El campo antes de la batalla
Lo decisivo es crear estados de ánimo. Cuanto más guerreros, mejor. Y para ello el arma decisiva consiste en irritar las emociones
En momentos de desconcierto político, cuando más necesitamos que alguien nos ayude a entender lo que pasa, lo que nos encontramos es lo contrario: la política se vuelve cada vez más primaria, casi insultantemente simple. Cuando la gravedad de los problemas que nos abruman no paran de manifestarse y ansiamos encontrar respuestas, todo lo que se nos presenta son frases hechas o proclamaciones vacías. Cuando más se afirma el convencimiento de que nuestras dificultades solo pueden encontrar una solución a través de políticas de consenso, a lo que asistimos es, empero, a la casi histérica celebración del disenso y la confrontación.
Lo que se nos oferta es, pues, lo contrario de lo que se demanda. O quizá no. Puede que un gran número de ciudadanos se haya socializado ya en esta visión de la política donde lo único que importa al final es que ganen los nuestros. O, mejor, que al menos no gane el más odiado. Las elecciones aparecen así como una especie de casting en el que toca elegir a nuestro favorito. Las consecuencias no importan, porque tampoco las sabemos —nadie nos explica el efecto de un 155 permanente en Cataluña—. Y porque, de eso ya tenemos amplia constancia, intuimos que nunca se satisfarán las expectativas, las promesas electorales siempre acaban traicionándose.
Eso parece que da igual.
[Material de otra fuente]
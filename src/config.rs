//! Beamline configuration loading via Figment.
//!
//! Configuration comes from a TOML file merged with environment overrides
//! (prefixed `BEAMLINE_`, nested keys separated by `__`):
//!
//! ```text
//! BEAMLINE_SCALER__PREFIX="255idcVME:scaler1"
//! BEAMLINE_SCALER__NUM_CHANNELS=32
//! ```
//!
//! # Example
//!
//! ```toml
//! [beamline]
//! name = "25-ID-C"
//!
//! [scaler]
//! prefix = "255idcVME:scaler1"
//! num_channels = 32
//! clock_frequency = 9.6e6
//! preset_time = "1s"
//!
//! [[ion_chambers]]
//! name = "I0"
//! channel = 2
//! counts_per_volt_second = 1e7
//! ```

use std::collections::HashSet;
use std::path::Path;
use std::time::Duration;

use figment::{
    providers::{Env, Format, Toml},
    Figment,
};
use serde::{Deserialize, Serialize};

use crate::error::{BeamlineError, BeamlineResult};
use crate::preamp::{GainConfig, MAX_GAIN_LEVEL};

/// Top-level beamline configuration.
#[derive(Debug, Clone, Serialize, Deserialize)]
pub struct BeamlineConfig {
    /// Beamline identity.
    pub beamline: BeamlineInfo,
    /// The shared counting scaler.
    pub scaler: ScalerConfig,
    /// Detector channels on the scaler.
    #[serde(default)]
    pub ion_chambers: Vec<IonChamberConfig>,
}

/// Beamline identity block.
#[derive(Debug, Clone, Serialize, Deserialize)]
pub struct BeamlineInfo {
    /// Beamline name, e.g. "25-ID-C".
    pub name: String,
    /// Optional free-text description.
    #[serde(default)]
    pub description: Option<String>,
}

/// Shared scaler configuration.
#[derive(Debug, Clone, Serialize, Deserialize)]
pub struct ScalerConfig {
    /// Hardware record prefix, also the trigger-coordination key.
    pub prefix: String,
    /// Number of input channels.
    #[serde(default = "default_num_channels")]
    pub num_channels: usize,
    /// Internal clock frequency in Hz.
    #[serde(default = "default_clock_frequency")]
    pub clock_frequency: f64,
    /// Default counting time per acquisition (humantime format, e.g. "500ms").
    #[serde(with = "humantime_serde", default = "default_preset_time")]
    pub preset_time: Duration,
}

/// One ion chamber definition.
#[derive(Debug, Clone, Serialize, Deserialize)]
pub struct IonChamberConfig {
    /// Registry name, e.g. "I0".
    pub name: String,
    /// Scaler channel index (channel 0 is the clock).
    pub channel: usize,
    /// Voltage-to-frequency conversion factor.
    #[serde(default = "default_counts_per_volt_second")]
    pub counts_per_volt_second: f64,
    /// Extra registry labels; empty keeps the device defaults.
    #[serde(default)]
    pub labels: Vec<String>,
    /// Pre-amplifier gain range.
    #[serde(default)]
    pub gain: GainConfig,
}

fn default_num_channels() -> usize {
    32
}

fn default_clock_frequency() -> f64 {
    9.6e6
}

fn default_preset_time() -> Duration {
    Duration::from_secs(1)
}

fn default_counts_per_volt_second() -> f64 {
    1e7
}

impl BeamlineConfig {
    /// Load configuration from a TOML file merged with `BEAMLINE_` environment
    /// overrides, then validate it.
    ///
    /// Environment variables take precedence over the file.
    ///
    /// # Errors
    ///
    /// [`BeamlineError::Config`] when the file cannot be loaded or parsed, and
    /// [`BeamlineError::Configuration`] when it parses but fails validation.
    pub fn from_path<P: AsRef<Path>>(path: P) -> BeamlineResult<Self> {
        let config: Self = Figment::new()
            .merge(Toml::file(path.as_ref()))
            .merge(Env::prefixed("BEAMLINE_").split("__"))
            .extract()?;
        config.validate()?;
        Ok(config)
    }

    /// Validate configuration after loading.
    ///
    /// Checks:
    /// - Scaler prefix is nonempty and clock frequency is positive
    /// - The scaler has at least a clock channel plus one input
    /// - Every ion chamber names a channel in `[1, num_channels)`
    /// - Device names are nonempty and unique
    /// - Every gain range is non-inverted and within the sensitivity tables
    pub fn validate(&self) -> BeamlineResult<()> {
        if self.scaler.prefix.is_empty() {
            return Err(BeamlineError::Configuration(
                "Scaler 'prefix' cannot be empty".to_string(),
            ));
        }
        if self.scaler.clock_frequency <= 0.0 {
            return Err(BeamlineError::Configuration(format!(
                "Scaler 'clock_frequency' must be positive, got {}",
                self.scaler.clock_frequency
            )));
        }
        if self.scaler.num_channels < 2 {
            return Err(BeamlineError::Configuration(format!(
                "Scaler 'num_channels' must be at least 2 (clock plus one input), got {}",
                self.scaler.num_channels
            )));
        }

        let mut names = HashSet::new();
        for chamber in &self.ion_chambers {
            if chamber.name.is_empty() {
                return Err(BeamlineError::Configuration(
                    "Ion chamber 'name' cannot be empty".to_string(),
                ));
            }
            if !names.insert(chamber.name.as_str()) {
                return Err(BeamlineError::Configuration(format!(
                    "Duplicate ion chamber name: '{}'",
                    chamber.name
                )));
            }
            if chamber.channel == 0 || chamber.channel >= self.scaler.num_channels {
                return Err(BeamlineError::Configuration(format!(
                    "Ion chamber '{}': channel {} must be in [1, {})",
                    chamber.name, chamber.channel, self.scaler.num_channels
                )));
            }
            if chamber.gain.gain_min > chamber.gain.gain_max {
                return Err(BeamlineError::Configuration(format!(
                    "Ion chamber '{}': gain_min {} exceeds gain_max {}",
                    chamber.name, chamber.gain.gain_min, chamber.gain.gain_max
                )));
            }
            if chamber.gain.gain_min < 0 || chamber.gain.gain_max > MAX_GAIN_LEVEL {
                return Err(BeamlineError::Configuration(format!(
                    "Ion chamber '{}': gain range [{}, {}] outside the representable [0, {}]",
                    chamber.name,
                    chamber.gain.gain_min,
                    chamber.gain.gain_max,
                    MAX_GAIN_LEVEL
                )));
            }
        }
        Ok(())
    }
}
Lo decisivo, como bien saben los expertos en comunicación política, es crear estados de ánimo. Cuanto más guerreros, mejor. Y para ello el arma decisiva consiste en irritar las emociones. Esto sirve tanto para ocultar la banalidad de los discursos como para cementar las adhesiones. Un zasca en las redes llega más que un aburrido artículo de opinión; y para descalificar al contrario basta con el insulto, no hace falta leer su programa. La clave está en conseguir un estado de alerta emocional permanente. La precisa inducción de los afectos es más importante que la geometría política argumental. Por eso se abrazan también las políticas identitarias. Como decía Karl Kraus, “el nacionalismo es un hervidero en el que se incrusta cualquier idea”. A menor nivel argumentativo ocurre que por fin contemplamos la política al desnudo. El objetivo no es aplicar una política, sino el acceso al poder como fin en sí mismo; o su conservación. La codicia del poder lo mueve todo. De ahí esa lacerante visceralidad contra el competidor. Y ese ya indisimulado nerviosismo que asola a quienes se juegan el quedar en primer lugar para liderar la potencial coalición victoriosa. La otra dimensión de la política, el adicionar voluntades para conseguir fines colectivos, pasa a mejor vida.
La campaña empieza con un país fracturado donde la condición para solucionar sus problemas se presenta a partir de la máxima de “yo o el caos”, requiere la derrota sin paliativos del contrario. Después de la batalla descubriremos, sin embargo, que la aritmética (parlamentaria) tiene razones que la pasión electoral no entiende.